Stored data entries

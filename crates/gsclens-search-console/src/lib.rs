//! Search Console API client and row normalizer for gsclens.
//!
//! [`SearchConsoleClient`] talks to the `webmasters/v3` REST API using a
//! caller-supplied OAuth access token. [`normalize_row`] turns the raw
//! `searchAnalytics` rows into validated [`gsclens_core::Record`]s.

pub mod client;
pub mod error;
pub mod normalize;
pub mod types;

pub use client::SearchConsoleClient;
pub use error::GscError;
pub use normalize::{normalize_row, normalize_rows, parse_date};
pub use types::{
    DimensionFilter, FilterOperator, RawRow, SearchAnalyticsRequest, SearchAnalyticsResponse,
    SiteEntry, Sitemap,
};
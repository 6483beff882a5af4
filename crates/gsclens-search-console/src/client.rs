//! HTTP client for the Google Search Console (`webmasters/v3`) REST API.
//!
//! Wraps `reqwest` with bearer-token auth, property URL encoding, Google's
//! JSON error envelope and typed response deserialization. Requests are never
//! retried here: a failed call surfaces to the caller immediately.

use std::time::Duration;

use gsclens_core::Dataset;
use percent_encoding::{utf8_percent_encode, AsciiSet, NON_ALPHANUMERIC};
use reqwest::{Client, RequestBuilder, Url};
use serde::de::DeserializeOwned;

use crate::error::GscError;
use crate::normalize::normalize_rows;
use crate::types::{
    ApiErrorEnvelope, QueryBody, RawRow, SearchAnalyticsRequest, SearchAnalyticsResponse,
    SiteEntry, Sitemap, SitemapsResponse, SitesResponse,
};

const DEFAULT_BASE_URL: &str = "https://www.googleapis.com/webmasters/v3/";

/// Property URLs (`https://example.com/`, `sc-domain:example.com`) travel as a
/// single path segment, so everything but unreserved characters is escaped.
const SITE_URL_SEGMENT: &AsciiSet = &NON_ALPHANUMERIC
    .remove(b'-')
    .remove(b'.')
    .remove(b'_')
    .remove(b'~');

/// Client for the Search Console API.
///
/// The access token comes from the caller's OAuth flow; this client neither
/// refreshes nor inspects it. Use [`SearchConsoleClient::new`] for production
/// or [`SearchConsoleClient::with_base_url`] to point at a mock server.
pub struct SearchConsoleClient {
    client: Client,
    access_token: String,
    base_url: Url,
}

impl SearchConsoleClient {
    /// Creates a new client pointed at the production API.
    ///
    /// # Errors
    ///
    /// Returns [`GscError::Http`] if the underlying `reqwest::Client`
    /// cannot be constructed.
    pub fn new(access_token: &str, timeout_secs: u64) -> Result<Self, GscError> {
        Self::with_base_url(access_token, timeout_secs, DEFAULT_BASE_URL)
    }

    /// Creates a new client with a custom base URL (for testing with wiremock).
    ///
    /// # Errors
    ///
    /// Returns [`GscError::Http`] if the underlying `reqwest::Client` cannot be
    /// constructed, or [`GscError::InvalidUrl`] if `base_url` does not parse.
    pub fn with_base_url(
        access_token: &str,
        timeout_secs: u64,
        base_url: &str,
    ) -> Result<Self, GscError> {
        let client = Client::builder()
            .timeout(Duration::from_secs(timeout_secs))
            .connect_timeout(Duration::from_secs(10))
            .user_agent("gsclens/0.1 (search-analytics)")
            .build()?;

        // A trailing slash makes `Url::join` append rather than replace the
        // last path segment.
        let normalised = format!("{}/", base_url.trim_end_matches('/'));
        let base_url = Url::parse(&normalised)
            .map_err(|e| GscError::InvalidUrl(format!("invalid base URL '{base_url}': {e}")))?;

        Ok(Self {
            client,
            access_token: access_token.to_owned(),
            base_url,
        })
    }

    /// Lists the properties visible to the authenticated user.
    ///
    /// # Errors
    ///
    /// - [`GscError::Api`] on a non-2xx status.
    /// - [`GscError::Http`] on network failure.
    /// - [`GscError::Deserialize`] if the response does not match the expected shape.
    pub async fn list_properties(&self) -> Result<Vec<SiteEntry>, GscError> {
        let url = self.endpoint("sites")?;
        let body: SitesResponse = self.send(self.client.get(url), "sites.list").await?;
        Ok(body.site_entry)
    }

    /// Fetches the permission entry for a single property.
    ///
    /// # Errors
    ///
    /// - [`GscError::Api`] on a non-2xx status (404 for unknown properties).
    /// - [`GscError::Http`] on network failure.
    /// - [`GscError::Deserialize`] if the response does not match the expected shape.
    pub async fn get_site(&self, property_url: &str) -> Result<SiteEntry, GscError> {
        let url = self.site_endpoint(property_url, "")?;
        self.send(
            self.client.get(url),
            &format!("sites.get({property_url})"),
        )
        .await
    }

    /// Lists the sitemaps submitted for a property.
    ///
    /// # Errors
    ///
    /// - [`GscError::Api`] on a non-2xx status.
    /// - [`GscError::Http`] on network failure.
    /// - [`GscError::Deserialize`] if the response does not match the expected shape.
    pub async fn list_sitemaps(&self, property_url: &str) -> Result<Vec<Sitemap>, GscError> {
        let url = self.site_endpoint(property_url, "sitemaps")?;
        let body: SitemapsResponse = self
            .send(
                self.client.get(url),
                &format!("sitemaps.list({property_url})"),
            )
            .await?;
        Ok(body.sitemap)
    }

    /// Runs a `searchAnalytics` query and returns the raw rows.
    ///
    /// An empty result is `Ok(vec![])`, not an error.
    ///
    /// # Errors
    ///
    /// - [`GscError::Api`] on a non-2xx status.
    /// - [`GscError::Http`] on network failure.
    /// - [`GscError::Deserialize`] if the response does not match the expected shape.
    pub async fn query(&self, request: &SearchAnalyticsRequest) -> Result<Vec<RawRow>, GscError> {
        let window = &request.window;
        let url = self.site_endpoint(&window.property_url, "searchAnalytics/query")?;
        let body = QueryBody::from_request(request);

        tracing::debug!(
            property = %window.property_url,
            start = %window.start_date,
            end = %window.end_date,
            dimensions = ?window.dimensions,
            row_limit = request.row_limit,
            "querying search analytics"
        );

        let response: SearchAnalyticsResponse = self
            .send(
                self.client.post(url).json(&body),
                &format!("searchAnalytics.query({})", window.property_url),
            )
            .await?;

        tracing::info!(
            property = %window.property_url,
            rows = response.rows.len(),
            "search analytics query complete"
        );

        Ok(response.rows)
    }

    /// Runs a `searchAnalytics` query and normalizes the rows into a [`Dataset`].
    ///
    /// # Errors
    ///
    /// Everything [`SearchConsoleClient::query`] returns, plus the row
    /// normalizer's malformed-row errors.
    pub async fn fetch_dataset(
        &self,
        request: &SearchAnalyticsRequest,
    ) -> Result<Dataset, GscError> {
        let rows = self.query(request).await?;
        normalize_rows(&rows, &request.window)
    }

    /// Resolves a path relative to the base URL.
    fn endpoint(&self, path: &str) -> Result<Url, GscError> {
        self.base_url
            .join(path)
            .map_err(|e| GscError::InvalidUrl(format!("cannot join '{path}': {e}")))
    }

    /// Builds `sites/{encoded property}[/tail]`.
    fn site_endpoint(&self, property_url: &str, tail: &str) -> Result<Url, GscError> {
        let site = utf8_percent_encode(property_url, SITE_URL_SEGMENT);
        let path = if tail.is_empty() {
            format!("sites/{site}")
        } else {
            format!("sites/{site}/{tail}")
        };
        self.endpoint(&path)
    }

    /// Sends an authenticated request and decodes the JSON body.
    ///
    /// Non-2xx responses are mapped to [`GscError::Api`], using the message
    /// from Google's error envelope when the body carries one.
    async fn send<T: DeserializeOwned>(
        &self,
        request: RequestBuilder,
        context: &str,
    ) -> Result<T, GscError> {
        let response = request.bearer_auth(&self.access_token).send().await?;
        let status = response.status();
        let body = response.text().await?;

        if !status.is_success() {
            let message = serde_json::from_str::<ApiErrorEnvelope>(&body)
                .map(|env| env.error.message)
                .ok()
                .filter(|m| !m.is_empty())
                .unwrap_or_else(|| body.trim().to_string());
            tracing::warn!(context, status = status.as_u16(), %message, "Search Console request failed");
            return Err(GscError::Api {
                status: status.as_u16(),
                message,
            });
        }

        serde_json::from_str(&body).map_err(|e| GscError::Deserialize {
            context: context.to_string(),
            source: e,
        })
    }
}

#[cfg(test)]
#[path = "client_test.rs"]
mod tests;
use std::str::FromStr;

use chrono::{Days, NaiveDate};
use serde::{Deserialize, Serialize};

use crate::error::CoreError;

/// A categorical axis the Search Console API can break results down by.
///
/// Only `date`, `query` and `page` are carried on a [`Record`]; the other
/// dimensions may be requested but their key values are not retained.
#[derive(Debug, Clone, Copy, PartialEq, Eq, Hash, Serialize, Deserialize)]
#[serde(rename_all = "lowercase")]
pub enum Dimension {
    Date,
    Query,
    Page,
    Country,
    Device,
}

impl Dimension {
    #[must_use]
    pub fn as_str(self) -> &'static str {
        match self {
            Dimension::Date => "date",
            Dimension::Query => "query",
            Dimension::Page => "page",
            Dimension::Country => "country",
            Dimension::Device => "device",
        }
    }
}

impl std::fmt::Display for Dimension {
    fn fmt(&self, f: &mut std::fmt::Formatter<'_>) -> std::fmt::Result {
        f.write_str(self.as_str())
    }
}

impl FromStr for Dimension {
    type Err = CoreError;

    fn from_str(s: &str) -> Result<Self, Self::Err> {
        match s.trim().to_ascii_lowercase().as_str() {
            "date" => Ok(Dimension::Date),
            "query" => Ok(Dimension::Query),
            "page" => Ok(Dimension::Page),
            "country" => Ok(Dimension::Country),
            "device" => Ok(Dimension::Device),
            other => Err(CoreError::UnknownDimension(other.to_string())),
        }
    }
}

/// One search-analytics observation.
#[derive(Debug, Clone, PartialEq, Serialize)]
pub struct Record {
    pub date: Option<NaiveDate>,
    pub query: Option<String>,
    pub page: Option<String>,
    pub clicks: u64,
    pub impressions: u64,
    /// Click-through rate as a fraction in `[0, 1]`.
    pub ctr: f64,
    /// Mean ranking position, `>= 1` when the row had any impressions.
    pub position: f64,
}

impl Record {
    /// Returns the value of a record field for one of the carried dimensions.
    ///
    /// Dates are rendered as `YYYY-MM-DD`. Dimensions not carried on a record
    /// always yield `None`.
    #[must_use]
    pub fn dimension_value(&self, dimension: Dimension) -> Option<String> {
        match dimension {
            Dimension::Date => self.date.map(|d| d.format("%Y-%m-%d").to_string()),
            Dimension::Query => self.query.clone(),
            Dimension::Page => self.page.clone(),
            Dimension::Country | Dimension::Device => None,
        }
    }
}

/// The `(property, start, end, dimensions)` tuple a [`Dataset`] was fetched for.
#[derive(Debug, Clone, PartialEq, Eq, Serialize)]
pub struct QueryWindow {
    pub property_url: String,
    pub start_date: NaiveDate,
    pub end_date: NaiveDate,
    pub dimensions: Vec<Dimension>,
}

impl QueryWindow {
    /// Builds a window, rejecting a start date later than the end date.
    ///
    /// # Errors
    ///
    /// Returns [`CoreError::InvalidWindow`] if `start_date > end_date`.
    pub fn new(
        property_url: impl Into<String>,
        start_date: NaiveDate,
        end_date: NaiveDate,
        dimensions: Vec<Dimension>,
    ) -> Result<Self, CoreError> {
        if start_date > end_date {
            return Err(CoreError::InvalidWindow {
                start: start_date,
                end: end_date,
            });
        }
        Ok(Self {
            property_url: property_url.into(),
            start_date,
            end_date,
            dimensions,
        })
    }

    /// Number of calendar days covered, inclusive of both ends.
    #[must_use]
    pub fn day_count(&self) -> u64 {
        let days = (self.end_date - self.start_date).num_days() + 1;
        u64::try_from(days).unwrap_or(0)
    }

    #[must_use]
    pub fn contains(&self, date: NaiveDate) -> bool {
        self.start_date <= date && date <= self.end_date
    }

    /// The window of equal length ending the day before this one starts.
    ///
    /// Returns `None` when the window is empty (start after end) or the dates
    /// would underflow the calendar.
    #[must_use]
    pub fn preceding(&self) -> Option<Self> {
        let span = self.day_count().checked_sub(1)?;
        let end_date = self.start_date.pred_opt()?;
        let start_date = end_date.checked_sub_days(Days::new(span))?;
        Some(Self {
            property_url: self.property_url.clone(),
            start_date,
            end_date,
            dimensions: self.dimensions.clone(),
        })
    }

    /// Same property and dates, different breakdown.
    #[must_use]
    pub fn with_dimensions(&self, dimensions: Vec<Dimension>) -> Self {
        Self {
            dimensions,
            ..self.clone()
        }
    }
}

/// An ordered sequence of [`Record`]s sharing one query window.
///
/// Records are only reachable by shared reference, so a dataset is immutable
/// once built. Derived datasets (filters, segments) keep the parent window.
#[derive(Debug, Clone, Default, PartialEq)]
pub struct Dataset {
    window: Option<QueryWindow>,
    records: Vec<Record>,
}

impl Dataset {
    #[must_use]
    pub fn new(window: QueryWindow, records: Vec<Record>) -> Self {
        Self {
            window: Some(window),
            records,
        }
    }

    /// A dataset not tied to a fetch window (hand-built or derived).
    #[must_use]
    pub fn from_records(records: Vec<Record>) -> Self {
        Self {
            window: None,
            records,
        }
    }

    #[must_use]
    pub fn empty() -> Self {
        Self::default()
    }

    #[must_use]
    pub fn window(&self) -> Option<&QueryWindow> {
        self.window.as_ref()
    }

    #[must_use]
    pub fn records(&self) -> &[Record] {
        &self.records
    }

    #[must_use]
    pub fn iter(&self) -> std::slice::Iter<'_, Record> {
        self.records.iter()
    }

    #[must_use]
    pub fn len(&self) -> usize {
        self.records.len()
    }

    #[must_use]
    pub fn is_empty(&self) -> bool {
        self.records.is_empty()
    }

    #[must_use]
    pub fn total_clicks(&self) -> u64 {
        self.records.iter().map(|r| r.clicks).sum()
    }

    #[must_use]
    pub fn total_impressions(&self) -> u64 {
        self.records.iter().map(|r| r.impressions).sum()
    }

    /// Returns a new dataset with the records matching `predicate`, in order.
    #[must_use]
    pub fn filter<P>(&self, mut predicate: P) -> Self
    where
        P: FnMut(&Record) -> bool,
    {
        Self {
            window: self.window.clone(),
            records: self
                .records
                .iter()
                .filter(|r| predicate(r))
                .cloned()
                .collect(),
        }
    }
}

impl<'a> IntoIterator for &'a Dataset {
    type Item = &'a Record;
    type IntoIter = std::slice::Iter<'a, Record>;

    fn into_iter(self) -> Self::IntoIter {
        self.records.iter()
    }
}
use super::*;

#[test]
fn parses_both_lists() {
    let sets = parse_keywords("brand:\n  - nike\n  - Just Do It\ncompetitors:\n  - adidas\n")
        .unwrap();
    assert_eq!(sets.brand, vec!["nike", "Just Do It"]);
    assert_eq!(sets.competitors, vec!["adidas"]);
}

#[test]
fn missing_lists_default_to_empty() {
    let sets = parse_keywords("brand:\n  - nike\n").unwrap();
    assert_eq!(sets.brand, vec!["nike"]);
    assert!(sets.competitors.is_empty());

    let sets = parse_keywords("{}").unwrap();
    assert_eq!(sets, KeywordSets::default());
}

#[test]
fn entries_are_trimmed() {
    let sets = parse_keywords("brand:\n  - '  nike  '\n").unwrap();
    assert_eq!(sets.brand, vec!["nike"]);
}

#[test]
fn rejects_blank_keyword() {
    let err = parse_keywords("brand:\n  - '   '\n").unwrap_err();
    assert!(err.to_string().contains("non-empty"), "got: {err}");
}

#[test]
fn rejects_case_insensitive_duplicate() {
    let err = parse_keywords("competitors:\n  - Adidas\n  - adidas\n").unwrap_err();
    assert!(
        err.to_string().contains("duplicate competitors keyword"),
        "got: {err}"
    );
}

#[test]
fn same_keyword_in_both_lists_is_allowed() {
    let sets = parse_keywords("brand:\n  - shoes\ncompetitors:\n  - shoes\n").unwrap();
    assert_eq!(sets.brand, sets.competitors);
}

#[test]
fn malformed_yaml_is_parse_error() {
    let err = parse_keywords("brand: [unterminated").unwrap_err();
    assert!(matches!(err, ConfigError::KeywordsFileParse(_)));
}

#[test]
fn missing_file_is_io_error() {
    let err = load_keywords(Path::new("/definitely/not/here/keywords.yaml")).unwrap_err();
    assert!(matches!(err, ConfigError::KeywordsFileIo { .. }));
}

#[test]
fn load_keywords_from_real_file() {
    let path = Path::new(env!("CARGO_MANIFEST_DIR"))
        .join("..")
        .join("..")
        .join("config")
        .join("keywords.yaml");
    assert!(
        path.exists(),
        "keywords.yaml missing at {path:?}; required for this test"
    );
    let result = load_keywords(&path);
    assert!(result.is_ok(), "failed to load keywords.yaml: {result:?}");
    assert!(!result.unwrap().brand.is_empty());
}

What you are asked to do »
What do the lines above say from the one containing "pub mod normalize;" down to the one containing "filename crates/gsclens-search-console/src/client.rs"? Return them exactly, both end lines included, and only them.

Written answer »
pub mod normalize;
pub mod types;

pub use client::SearchConsoleClient;
pub use error::GscError;
pub use normalize::{normalize_row, normalize_rows, parse_date};
pub use types::{
    DimensionFilter, FilterOperator, RawRow, SearchAnalyticsRequest, SearchAnalyticsResponse,
    SiteEntry, Sitemap,
};
repository 6483beff882a5af4
filename crates/gsclens-search-console/src/client.rs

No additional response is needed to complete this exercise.